How to use C++ templates in OpenCL kernels?

flashnik picture flashnik · Dec 16, 2010 · Viewed 8.6k times · Source

I'm a novice in OpenCL.

I have an algorithm which uses templates. It worked well with OpenMP parallelization but now the amount of data has grown and the only way to process it is to rewrite it to use OpenCL. I can easily use MPI to build it for cluster but Tesla-like GPU is much cheaper than cluster :)

Is there any way to use C++ templates in OpenCL kernel?

Is it possible to somehow expand templates by C++ compiler or some tool and after that use so changed kernel function?

EDIT. The idea of a workaround is to somehow generate C99-compatible code from C++ code from the template.

I found a following about Comeau:

Comeau C++ 4.3.3 is a full and true compiler that performs full syntax checking, full semantic checking, full error checking and all other compiler duties. Input C++ code is translated into internal compiler trees and symbol tables looking nothing like C++ or C. As well, it generates an internal proprietary intermediate form. But instead of using a proprietary back end code generator, Comeau C++ 4.3.3 generates C code as its output. Besides the technical advantages of C++, the C generating aspects of products like Comeau C++ 4.3.3 have been touted as a reason for C++'s success since it was able to be brought to a large number of platforms due to the common availability of C compilers.

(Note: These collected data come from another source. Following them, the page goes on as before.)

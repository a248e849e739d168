use serde::{Deserialize, Serialize};
use syndic_jobs::JobsConfig;
use syndic_registry::RegistryConfig;
use syndic_slashing::SlashConfig;
use syndic_stake::LedgerConfig;
use syndic_types::AccountId;

/// Parameters for every subsystem the engine wires together.
#[derive(Debug, Clone, Default, Serialize, Deserialize)]
pub struct EngineConfig {
    pub ledger: LedgerConfig,
    pub registry: RegistryConfig,
    pub slashing: SlashConfig,
    pub jobs: JobsConfig,
}

impl EngineConfig {
    /// Grant the same governance set to every subsystem that has one.
    pub fn with_governance(mut self, accounts: Vec<AccountId>) -> Self {
        self.ledger.governance = accounts.clone();
        self.slashing.governance = accounts.clone();
        self.jobs.governance = accounts;
        self
    }

    pub fn with_slashers(mut self, accounts: Vec<AccountId>) -> Self {
        self.slashing.authorized_slashers = accounts;
        self
    }

    /// Point slashed-fund withdrawals and protocol fees at one treasury.
    pub fn with_treasury(mut self, treasury: AccountId) -> Self {
        self.ledger.treasury = treasury;
        self.jobs.treasury = treasury;
        self
    }

    pub fn with_chain_id(mut self, chain_id: u64) -> Self {
        self.slashing.chain_id = chain_id;
        self
    }
}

The C compiler is used merely and only for the sake of obtaining native code generation. This means that Comeau C++ is tailored for use with specific C compilers on each respective platform. Please note that it is a requirement that tailoring must be done by Comeau. Otherwise, the generated C code is meaningless as it is tied to a specific platform (where platform includes at least the CPU, OS, and C compiler) and furthermore, the generated C code is not standalone. Therefore, it cannot be used by itself (note that this is both a technical and legal requirement when using Comeau C++), and this is why there is not normally an option to see the generated C code: it's almost always unhelpful and the compile process, including its generation, should be considered as internal phases of translation.

Answer

stgatilov picture stgatilov · Jul 16, 2013

There is an old way to emulate templates in pure C language. It is based on including a single file several times (without include guard). Since OpenCL has fully functional preprocessor and allows including files, this trick can be used.

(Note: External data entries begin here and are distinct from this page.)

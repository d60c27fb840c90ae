//! Catalog response parsing.
//!
//! The catalog returns one `results` array mixing several record shapes.
//! Each element is routed through a small dispatch table keyed on its
//! `wrapperType` (or on `kind` for e-books, which carry no wrapper type) and
//! normalized into a [`SearchResult`].

use serde_json::{Map, Value};

use crate::{error::ParseError, types::SearchResult};

pub type Record = Map<String, Value>;
pub type RecordParser = fn(&Record) -> Result<SearchResult, ParseError>;

pub static WRAPPER_PARSERS: &[(&str, RecordParser)] = &[
   ("track", parse_track),
   ("audiobook", parse_audiobook),
   ("software", parse_software),
];

/// Parses a raw catalog payload into result records in payload order.
///
/// A payload that is not JSON or has no `results` array yields an empty list.
/// Records that are unrecognized or miss a required field are skipped.
pub fn parse(payload: &[u8]) -> Vec<SearchResult> {
   match try_parse(payload) {
      Ok(results) => results,
      Err(e) => {
         tracing::warn!("{e}");
         Vec::new()
      },
   }
}

/// Same as [`parse`] but reports a malformed payload instead of degrading.
pub fn try_parse(payload: &[u8]) -> Result<Vec<SearchResult>, ParseError> {
   let value: Value = serde_json::from_slice(payload)
      .map_err(|e| ParseError::MalformedPayload(format!("invalid json: {e}")))?;

   let records = value
      .get("results")
      .and_then(Value::as_array)
      .ok_or_else(|| ParseError::MalformedPayload("expected 'results' array".to_string()))?;

   let mut results = Vec::with_capacity(records.len());
   for (index, record) in records.iter().enumerate() {
      let Some(record) = record.as_object() else {
         tracing::debug!(index, "skipping non-object record");
         continue;
      };

      match parse_record(record) {
         Some(Ok(result)) => results.push(result),
         Some(Err(e)) => tracing::debug!(index, "skipping record: {e}"),
         None => tracing::trace!(index, "skipping unrecognized record"),
      }
   }

   Ok(results)
}

/// Parses one record. `None` means the record shape is not one we handle.
pub fn parse_record(record: &Record) -> Option<Result<SearchResult, ParseError>> {
   if let Some(wrapper_type) = record.get("wrapperType").and_then(Value::as_str) {
      return record_parser(wrapper_type).map(|parser| parser(record));
   }

   if record.get("kind").and_then(Value::as_str) == Some("ebook") {
      return Some(parse_ebook(record));
   }

   None
}

pub fn record_parser(wrapper_type: &str) -> Option<RecordParser> {
   WRAPPER_PARSERS
      .iter()
      .find(|(w, _)| *w == wrapper_type)
      .map(|(_, parser)| *parser)
}

fn parse_track(record: &Record) -> Result<SearchResult, ParseError> {
   Ok(SearchResult {
      name: required(record, "trackName")?,
      store_url: required(record, "trackViewUrl")?,
      kind: required(record, "kind")?,
      price: price(record, "trackPrice"),
      genre: optional(record, "primaryGenreName"),
      ..common(record)?
   })
}

fn parse_audiobook(record: &Record) -> Result<SearchResult, ParseError> {
   Ok(SearchResult {
      name: required(record, "collectionName")?,
      store_url: required(record, "collectionViewUrl")?,
      kind: "audiobook".to_string(),
      price: price(record, "collectionPrice"),
      genre: optional(record, "primaryGenreName"),
      ..common(record)?
   })
}

fn parse_software(record: &Record) -> Result<SearchResult, ParseError> {
   Ok(SearchResult {
      name: required(record, "trackName")?,
      store_url: required(record, "trackViewUrl")?,
      kind: required(record, "kind")?,
      price: price(record, "price"),
      genre: optional(record, "primaryGenreName"),
      ..common(record)?
   })
}

fn parse_ebook(record: &Record) -> Result<SearchResult, ParseError> {
   let genre = record
      .get("genres")
      .and_then(Value::as_array)
      .map(|genres| {
         genres
            .iter()
            .filter_map(Value::as_str)
            .collect::<Vec<_>>()
            .join(", ")
      })
      .unwrap_or_default();

   Ok(SearchResult {
      name: required(record, "trackName")?,
      store_url: required(record, "trackViewUrl")?,
      kind: required(record, "kind")?,
      price: price(record, "price"),
      genre,
      ..common(record)?
   })
}

/// Fields every record shape shares. Shape specific fields are filled in by
/// the caller.
fn common(record: &Record) -> Result<SearchResult, ParseError> {
   Ok(SearchResult {
      name:            String::new(),
      artist_name:     required(record, "artistName")?,
      artwork_url_60:  required(record, "artworkUrl60")?,
      artwork_url_100: required(record, "artworkUrl100")?,
      store_url:       String::new(),
      kind:            String::new(),
      currency:        required(record, "currency")?,
      price:           0.0,
      genre:           String::new(),
   })
}

fn required(record: &Record, field: &'static str) -> Result<String, ParseError> {
   record
      .get(field)
      .and_then(Value::as_str)
      .map(str::to_string)
      .ok_or(ParseError::RequiredFieldMissing(field))
}

fn optional(record: &Record, field: &str) -> String {
   record
      .get(field)
      .and_then(Value::as_str)
      .map(str::to_string)
      .unwrap_or_default()
}

fn price(record: &Record, field: &str) -> f64 {
   record.get(field).and_then(Value::as_f64).unwrap_or(0.0)
}

#[cfg(test)]
mod tests {
   use serde_json::json;

   use super::*;

   fn object(value: Value) -> Record {
      value.as_object().cloned().unwrap()
   }

   fn track() -> Value {
      json!({
         "wrapperType": "track",
         "kind": "song",
         "trackName": "Dancing Queen",
         "artistName": "ABBA",
         "artworkUrl60": "https://example.com/60.jpg",
         "artworkUrl100": "https://example.com/100.jpg",
         "trackViewUrl": "https://example.com/track",
         "currency": "USD",
         "trackPrice": 1.29,
         "primaryGenreName": "Pop"
      })
   }

   #[test]
   fn test_parse_track() {
      let result = parse_record(&object(track())).unwrap().unwrap();
      assert_eq!(result.name, "Dancing Queen");
      assert_eq!(result.kind, "song");
      assert_eq!(result.price, 1.29);
      assert_eq!(result.genre, "Pop");
      assert_eq!(result.store_url, "https://example.com/track");
   }

   #[test]
   fn test_missing_required_field() {
      let mut record = object(track());
      record.remove("artworkUrl100");
      assert_eq!(
         parse_record(&record),
         Some(Err(ParseError::RequiredFieldMissing("artworkUrl100")))
      );
   }

   #[test]
   fn test_wrong_type_counts_as_missing() {
      let mut record = object(track());
      record.insert("trackName".to_string(), json!(42));
      assert_eq!(parse_record(&record), Some(Err(ParseError::RequiredFieldMissing("trackName"))));
   }

   #[test]
   fn test_optional_fields_default() {
      let mut record = object(track());
      record.remove("trackPrice");
      record.remove("primaryGenreName");
      let result = parse_record(&record).unwrap().unwrap();
      assert_eq!(result.price, 0.0);
      assert!(result.genre.is_empty());
   }

   #[test]
   fn test_integer_price() {
      let mut record = object(track());
      record.insert("trackPrice".to_string(), json!(2));
      assert_eq!(parse_record(&record).unwrap().unwrap().price, 2.0);
   }

   #[test]
   fn test_unrecognized_shapes() {
      let mut record = object(track());
      record.insert("wrapperType".to_string(), json!("collection"));
      assert!(parse_record(&record).is_none());

      let mut record = object(track());
      record.remove("wrapperType");
      assert!(parse_record(&record).is_none());
   }

   #[test]
   fn test_ebook_requires_kind_match_without_wrapper() {
      let mut record = object(track());
      record.remove("wrapperType");
      record.insert("kind".to_string(), json!("ebook"));
      record.insert("genres".to_string(), json!(["Fiction", "Mystery"]));
      let result = parse_record(&record).unwrap().unwrap();
      assert_eq!(result.kind, "ebook");
      assert_eq!(result.genre, "Fiction, Mystery");
   }

   #[test]
   fn test_malformed_payloads() {
      assert!(matches!(try_parse(b"not json"), Err(ParseError::MalformedPayload(_))));
      assert!(matches!(try_parse(b"{}"), Err(ParseError::MalformedPayload(_))));
      assert!(matches!(try_parse(br#"{"results": 3}"#), Err(ParseError::MalformedPayload(_))));
      assert!(parse(b"{}").is_empty());
      assert!(parse(b"").is_empty());
   }

   #[test]
   fn test_non_object_elements_are_skipped() {
      let payload = json!({ "resultCount": 3, "results": [1, "two", track()] });
      let results = parse(payload.to_string().as_bytes());
      assert_eq!(results.len(), 1);
   }

   #[test]
   fn test_dispatch_table() {
      assert!(record_parser("track").is_some());
      assert!(record_parser("audiobook").is_some());
      assert!(record_parser("software").is_some());
      assert!(record_parser("artist").is_none());
   }
}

Here is a good explanation: http://arnold.uthar.net/index.php?n=Work.TemplatesC

It is still much messier than C++ templates: the code has to be splitted into several parts, and you have to explicitly instantiate each instance of template. Also, it seems that you cannot do some useful things like implementing factorial as a recursive template.

Code example

Let's apply the idea to OpenCL. Suppose that we want to calculate inverse square root by Newton-Raphson iteration (generally not a good idea). However, the floating point type and the number of iterations may vary.

First of all, we need a helper header ("templates.h"):

#ifndef TEMPLATES_H_
#define TEMPLATES_H_

#define CAT(X,Y,Z) X##_##Y##_##Z   //concatenate words
#define TEMPLATE(X,Y,Z) CAT(X,Y,Z)

#endif

Then, we write template function in "NewtonRaphsonRsqrt.cl":

#include "templates.h"

real TEMPLATE(NewtonRaphsonRsqrt, real, iters) (real x, real a) {
    int i;
    for (i = 0; i<iters; i++) {
        x *= ((real)1.5 - (0.5*a)*x*x);
    }
    return x;
}

In your main .cl file, instantiate this template as follows:

#define real float
#define iters 2
#include "NewtonRaphsonRsqrt.cl"  //defining NewtonRaphsonRsqrt_float_2

#define real double
#define iters 3
#include "NewtonRaphsonRsqrt.cl"  //defining NewtonRaphsonRsqrt_double_3

#define real double
#define iters 4
#include "NewtonRaphsonRsqrt.cl"  //defining NewtonRaphsonRsqrt_double_4

And then can use it like this:

double prec = TEMPLATE(NewtonRaphsonRsqrt, double, 4) (1.5, 0.5);
float approx = TEMPLATE(NewtonRaphsonRsqrt, float, 2) (1.5, 0.5);